- TASK REQUIREMENTS
Retype the whole listing that follows, with nothing added or left out.

+ + + + + + +

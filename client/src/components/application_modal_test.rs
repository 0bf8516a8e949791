use super::*;
use leads::Seed;

#[test]
fn submit_label_reflects_busy_state() {
    assert_eq!(submit_label(false), "Отправить заявку");
    assert_eq!(submit_label(true), "Отправка...");
}

#[test]
fn input_text_shows_seeded_vehicle() {
    let dialog = ApplicationDialog::new(Seed::new("Kia K5 2023", 2_890_000));

    assert_eq!(input_text(&dialog, Field::CarName), "Kia K5 2023");
    assert_eq!(input_text(&dialog, Field::CarPrice), "2890000");
    assert_eq!(input_text(&dialog, Field::LoanTerm), "60");
    assert_eq!(input_text(&dialog, Field::FinancingType), "credit");
    assert_eq!(input_text(&dialog, Field::Name), "");
}
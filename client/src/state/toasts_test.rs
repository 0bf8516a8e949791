use super::*;
use leads::{NoticeLevel, NoticeOptions};

fn notice(message: &str) -> Notice {
    Notice::new(NoticeLevel::Info, message, NoticeOptions::default())
}

// =============================================================
// ToastState
// =============================================================

#[test]
fn push_assigns_increasing_ids() {
    let mut state = ToastState::default();
    let a = state.push(notice("a"));
    let b = state.push(notice("b"));
    assert!(b > a);
    assert_eq!(state.len(), 2);
}

#[test]
fn dismiss_removes_only_matching_toast() {
    let mut state = ToastState::default();
    let a = state.push(notice("a"));
    let b = state.push(notice("b"));
    assert!(state.dismiss(a));
    assert!(!state.dismiss(a));
    assert_eq!(state.visible().iter().map(|t| t.id).collect::<Vec<_>>(), vec![b]);
}

#[test]
fn visible_keeps_newest_in_order() {
    let mut state = ToastState::default();
    for message in ["1", "2", "3", "4", "5"] {
        state.push(notice(message));
    }
    let shown: Vec<String> = state.visible().into_iter().map(|t| t.notice.message).collect();
    assert_eq!(shown, ["3", "4", "5"]);
    assert_eq!(state.len(), 5);
}

#[test]
fn ids_are_not_reused_after_dismiss() {
    let mut state = ToastState::default();
    let a = state.push(notice("a"));
    state.dismiss(a);
    assert_ne!(state.push(notice("b")), a);
}

// =============================================================
// Durations and notifier
// =============================================================

#[test]
fn display_duration_defaults_when_notice_has_none() {
    assert_eq!(display_duration(&notice("x")), DEFAULT_DURATION);
    let long = Notice::new(NoticeLevel::Success, "ok", NoticeOptions::default().lasting(Duration::from_secs(5)));
    assert_eq!(display_duration(&long), Duration::from_secs(5));
}

#[test]
fn toast_notifier_pushes_into_signal() {
    let toasts = RwSignal::new(ToastState::default());
    let notifier = ToastNotifier::new(toasts);
    notifier.error("Ошибка", NoticeOptions::described("Bad phone"));
    let state = toasts.get_untracked();
    assert_eq!(state.len(), 1);
    assert_eq!(state.visible()[0].notice.level, NoticeLevel::Error);
    assert_eq!(state.visible()[0].notice.options.description.as_deref(), Some("Bad phone"));
}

+ + + + + + +

- RESPONSE TO THIS EXERCISE
filename client/src/components/application_modal_test.rs
repository 0bf8516a8e949791
use super::*;
use leads::Seed;

#[test]
fn submit_label_reflects_busy_state() {
    assert_eq!(submit_label(false), "Отправить заявку");
    assert_eq!(submit_label(true), "Отправка...");
}

#[test]
fn input_text_shows_seeded_vehicle() {
    let dialog = ApplicationDialog::new(Seed::new("Kia K5 2023", 2_890_000));

    assert_eq!(input_text(&dialog, Field::CarName), "Kia K5 2023");
    assert_eq!(input_text(&dialog, Field::CarPrice), "2890000");
    assert_eq!(input_text(&dialog, Field::LoanTerm), "60");
    assert_eq!(input_text(&dialog, Field::FinancingType), "credit");
    assert_eq!(input_text(&dialog, Field::Name), "");
}
filename client/src/state/toasts_test.rs
repository 0bf8516a8e949791
use super::*;
use leads::{NoticeLevel, NoticeOptions};

fn notice(message: &str) -> Notice {
    Notice::new(NoticeLevel::Info, message, NoticeOptions::default())
}

// =============================================================
// ToastState
// =============================================================

#[test]
fn push_assigns_increasing_ids() {
    let mut state = ToastState::default();
    let a = state.push(notice("a"));
    let b = state.push(notice("b"));
    assert!(b > a);
    assert_eq!(state.len(), 2);
}

#[test]
fn dismiss_removes_only_matching_toast() {
    let mut state = ToastState::default();
    let a = state.push(notice("a"));
    let b = state.push(notice("b"));
    assert!(state.dismiss(a));
    assert!(!state.dismiss(a));
    assert_eq!(state.visible().iter().map(|t| t.id).collect::<Vec<_>>(), vec![b]);
}

#[test]
fn visible_keeps_newest_in_order() {
    let mut state = ToastState::default();
    for message in ["1", "2", "3", "4", "5"] {
        state.push(notice(message));
    }
    let shown: Vec<String> = state.visible().into_iter().map(|t| t.notice.message).collect();
    assert_eq!(shown, ["3", "4", "5"]);
    assert_eq!(state.len(), 5);
}

#[test]
fn ids_are_not_reused_after_dismiss() {
    let mut state = ToastState::default();
    let a = state.push(notice("a"));
    state.dismiss(a);
    assert_ne!(state.push(notice("b")), a);
}

// =============================================================
// Durations and notifier
// =============================================================

#[test]
fn display_duration_defaults_when_notice_has_none() {
    assert_eq!(display_duration(&notice("x")), DEFAULT_DURATION);
    let long = Notice::new(NoticeLevel::Success, "ok", NoticeOptions::default().lasting(Duration::from_secs(5)));
    assert_eq!(display_duration(&long), Duration::from_secs(5));
}

#[test]
fn toast_notifier_pushes_into_signal() {
    let toasts = RwSignal::new(ToastState::default());
    let notifier = ToastNotifier::new(toasts);
    notifier.error("Ошибка", NoticeOptions::described("Bad phone"));
    let state = toasts.get_untracked();
    assert_eq!(state.len(), 1);
    assert_eq!(state.visible()[0].notice.level, NoticeLevel::Error);
    assert_eq!(state.visible()[0].notice.options.description.as_deref(), Some("Bad phone"));
}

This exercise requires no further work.